The Zohar on Song of Songs consists of dueling homilies between Rabbi Shim'on bar Yohai and the prophet Elijah, contrasting spiritual ascent with the presence of the demonic. The climax projects the eros of the Song of Songs onto the celestial letters that constitute the core of existence. Matnitin and Tosefta are dense, compact passages in which heavenly heralds chide humanity for its spiritual slumber, rousing people to learn the mysteries of holiness. Packed with neologisms and hortatory in tone, these passages are spurs to pietistic devotion and mystical insight.

About the author

Joel Hecker is a leading academic scholar of The Zohar and Jewish mysticism. He is Associate Professor of Jewish Mysticism at the Reconstructionist Rabbinical College. He has also taught at the University of Pennsylvania, Jewish Theological Seminary, and Yeshiva University. He is the author of Mystical Bodies, Mystical Meals: Eating and Embodiment in Medieval Kabbalah (2005), and does research on ritual and mystical experience in The Zohar and its contemporary literature.

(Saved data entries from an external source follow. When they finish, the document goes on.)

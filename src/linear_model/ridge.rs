use super::binary::BinaryParameters;
use super::{Activation, Classifier};
use crate::error::Result;
use crate::gradient_descent::{self, Gradient, TrainConfig, Trainable};
use crate::history::History;
use crate::metrics::{match_fraction, squared_error_sum};
use crate::{Matrix, Vector};
use ndarray::ArrayView1;

/// Least-squares binary classifier with an L2 penalty `lambda·‖w‖²`.
///
/// The penalty applies to the weights only, never to the bias.
#[derive(Clone, Debug)]
pub struct RidgeClassifier {
    params: BinaryParameters,
    lambda: f64,
}

impl RidgeClassifier {
    pub fn new(weights: Vector, bias: f64, lambda: f64) -> Self {
        Self::check_lambda(lambda);
        Self {
            params: BinaryParameters::new(weights, bias, Activation::Identity),
            lambda,
        }
    }

    pub fn zeros(n_features: usize, lambda: f64) -> Self {
        Self::new(Vector::zeros(n_features), 0.0, lambda)
    }

    pub fn random(n_features: usize, lambda: f64, random_state: Option<u64>) -> Self {
        Self::check_lambda(lambda);
        Self {
            params: BinaryParameters::random(n_features, random_state, Activation::Identity),
            lambda,
        }
    }

    fn check_lambda(lambda: f64) {
        if !(lambda >= 0.0) {
            panic!("lambda must be non-negative, got {}", lambda);
        }
    }

    pub fn lambda(&self) -> f64 {
        self.lambda
    }

    pub fn weights(&self) -> ArrayView1<'_, f64> {
        self.params.weights()
    }

    pub fn bias(&self) -> f64 {
        self.params.bias()
    }

    pub fn decision_function(&self, x: &Matrix) -> Result<Vector> {
        self.params.check_features(x)?;
        Ok(self.params.decision_function(x))
    }

    /// Least-squares part of the loss, without the penalty.
    pub fn unregularized_loss(&self, x: &Matrix, y: &Vector) -> Result<f64> {
        self.params.check_targets(x, y)?;
        Ok(self.data_term(x, y))
    }

    pub fn train(
        &mut self,
        x: &Matrix,
        y: &Vector,
        config: &TrainConfig,
    ) -> Result<(ArrayView1<'_, f64>, f64)> {
        self.params.check_targets(x, y)?;
        gradient_descent::fit(self, x, y, config)?;
        Ok((self.params.weights(), self.params.bias()))
    }

    fn data_term(&self, x: &Matrix, y: &Vector) -> f64 {
        0.5 * squared_error_sum(y, &self.params.decision_function(x)) / x.nrows() as f64
    }

    fn classify(&self, x: &Matrix) -> Vector {
        self.params
            .decision_function(x)
            .mapv_into(|score| if score >= 0.0 { 1.0 } else { -1.0 })
    }
}

impl Classifier for RidgeClassifier {
    type Input = Matrix;
    type Labels = Vector;
    type Weights = Vector;
    type Bias = f64;

    fn predict(&self, x: &Matrix) -> Result<Vector> {
        self.params.check_features(x)?;
        Ok(self.classify(x))
    }

    fn loss(&self, x: &Matrix, y: &Vector) -> Result<f64> {
        self.params.check_targets(x, y)?;
        Ok(self.objective(x, y))
    }

    fn gradient(&self, x: &Matrix, y: &Vector) -> Result<Gradient<Vector, f64>> {
        self.params.check_targets(x, y)?;
        Ok(self.objective_gradient(x, y))
    }

    fn accuracy(&self, x: &Matrix, y: &Vector) -> Result<f64> {
        self.params.check_targets(x, y)?;
        Ok(self.score(x, y))
    }

    fn history(&self) -> &History<Vector, f64> {
        self.params.history()
    }
}

impl Trainable for RidgeClassifier {
    type Features = Matrix;
    type Targets = Vector;
    type Weights = Vector;
    type Bias = f64;

    fn objective(&self, x: &Matrix, y: &Vector) -> f64 {
        let weights = self.params.weights_ref();
        self.data_term(x, y) + self.lambda * weights.dot(weights)
    }

    fn score(&self, x: &Matrix, y: &Vector) -> f64 {
        match_fraction(y, &self.classify(x))
    }

    fn objective_gradient(&self, x: &Matrix, y: &Vector) -> Gradient<Vector, f64> {
        let mut gradient = BinaryParameters::residual_gradient(x, &self.params.residual(x, y));
        gradient
            .weights
            .scaled_add(2.0 * self.lambda, self.params.weights_ref());
        gradient
    }

    fn descend(&mut self, gradient: &Gradient<Vector, f64>, learning_rate: f64) {
        self.params.descend(gradient, learning_rate);
    }

    fn snapshot(&self) -> (Vector, f64) {
        self.params.snapshot()
    }

    fn history_mut(&mut self) -> &mut History<Vector, f64> {
        self.params.history_mut()
    }

    fn n_samples(x: &Matrix) -> usize {
        x.nrows()
    }
}

#[cfg(test)]
mod tests {
    use super::*;
    use crate::linear_model::LinearBinaryClassifier;
    use approx::assert_abs_diff_eq;
    use ndarray::array;
    use rstest::rstest;

    fn noisy() -> (Matrix, Vector) {
        let x = array![[1.0, 0.5], [2.0, -0.5], [0.5, 1.0], [-1.0, 0.2], [-2.0, 0.1], [-0.5, -1.0]];
        let y = array![1.0, 1.0, 1.0, -1.0, -1.0, -1.0];
        (x, y)
    }

    #[test]
    fn test_loss_adds_weight_penalty() {
        let model = RidgeClassifier::new(array![1.0, 1.0], 0.0, 0.1);
        let x = array![[1.0, 1.0]];
        let y = array![3.0];

        assert_abs_diff_eq!(model.unregularized_loss(&x, &y).unwrap(), 0.5);
        assert_abs_diff_eq!(model.loss(&x, &y).unwrap(), 0.5 + 0.1 * 2.0, epsilon = 1e-12);
    }

    #[test]
    fn test_penalty_ignores_bias() {
        let model = RidgeClassifier::new(array![0.0], 5.0, 10.0);
        let x = array![[1.0]];
        let y = array![5.0];

        assert_abs_diff_eq!(model.loss(&x, &y).unwrap(), 0.0);
        let gradient = model.gradient(&x, &y).unwrap();
        assert_abs_diff_eq!(gradient.bias, 0.0);
    }

    #[test]
    fn test_gradient_adds_shrinkage() {
        let (x, y) = noisy();
        let weights = array![0.3, -0.2];
        let ridge = RidgeClassifier::new(weights.clone(), 0.1, 0.5);
        let plain = LinearBinaryClassifier::new(weights.clone(), 0.1);

        let ridge_gradient = ridge.gradient(&x, &y).unwrap();
        let plain_gradient = plain.gradient(&x, &y).unwrap();

        let expected = &plain_gradient.weights + &(&weights * 1.0);
        for (actual, expected) in ridge_gradient.weights.iter().zip(expected.iter()) {
            assert_abs_diff_eq!(*actual, *expected, epsilon = 1e-12);
        }
        assert_abs_diff_eq!(ridge_gradient.bias, plain_gradient.bias, epsilon = 1e-12);
    }

    #[rstest]
    #[case(0.0)]
    #[case(0.01)]
    #[case(1.0)]
    fn test_loss_bounds_unregularized(#[case] lambda: f64) {
        let (x, y) = noisy();
        let model = RidgeClassifier::random(2, lambda, Some(3));

        let loss = model.loss(&x, &y).unwrap();
        let unregularized = model.unregularized_loss(&x, &y).unwrap();
        assert!(unregularized >= 0.0);
        assert!(loss >= unregularized);
    }

    #[test]
    fn test_stronger_penalty_shrinks_weights() {
        let (x, y) = noisy();
        let config = TrainConfig::new().learning_rate(0.05).n_iterations(500);

        let mut weak = RidgeClassifier::zeros(2, 0.0);
        weak.train(&x, &y, &config).unwrap();
        let mut strong = RidgeClassifier::zeros(2, 1.0);
        strong.train(&x, &y, &config).unwrap();

        let norm = |w: ArrayView1<f64>| w.dot(&w);
        assert!(norm(strong.weights()) < norm(weak.weights()));
        assert_eq!(strong.history().len(), 501);
    }

    #[rstest]
    #[case(1e-3)]
    #[case(1e-2)]
    #[case(1e-1)]
    fn test_step_does_not_increase_loss(#[case] learning_rate: f64) {
        let (x, y) = noisy();
        let mut model = RidgeClassifier::new(array![-1.0, 1.0], 0.5, 0.2);

        let config = TrainConfig::new().learning_rate(learning_rate).n_iterations(20);
        model.train(&x, &y, &config).unwrap();

        let losses: Vec<f64> = model.history().losses().into_iter().flatten().collect();
        for pair in losses.windows(2) {
            assert!(pair[1] <= pair[0] + 1e-12);
        }
    }

    #[test]
    fn test_negative_lambda() {
        std::panic::catch_unwind(|| {
            RidgeClassifier::zeros(2, -1.0);
        })
        .expect_err("Should panic on negative lambda");
    }
}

"As with previous volumes in this series, the translation is lucid and accurate....The comprehensive commentary masterfully guides the reader through the thickets, and illumines the underlying sources and ideas. Joel Hecker's translation and commentary continues the highest standards of scholarship that are a hallmark of this series. It is an indispensable resource for the study of the Zohar which achieves the golden mean of accessiblity to the non-specialist, but also as an invaluable resource for the specialist."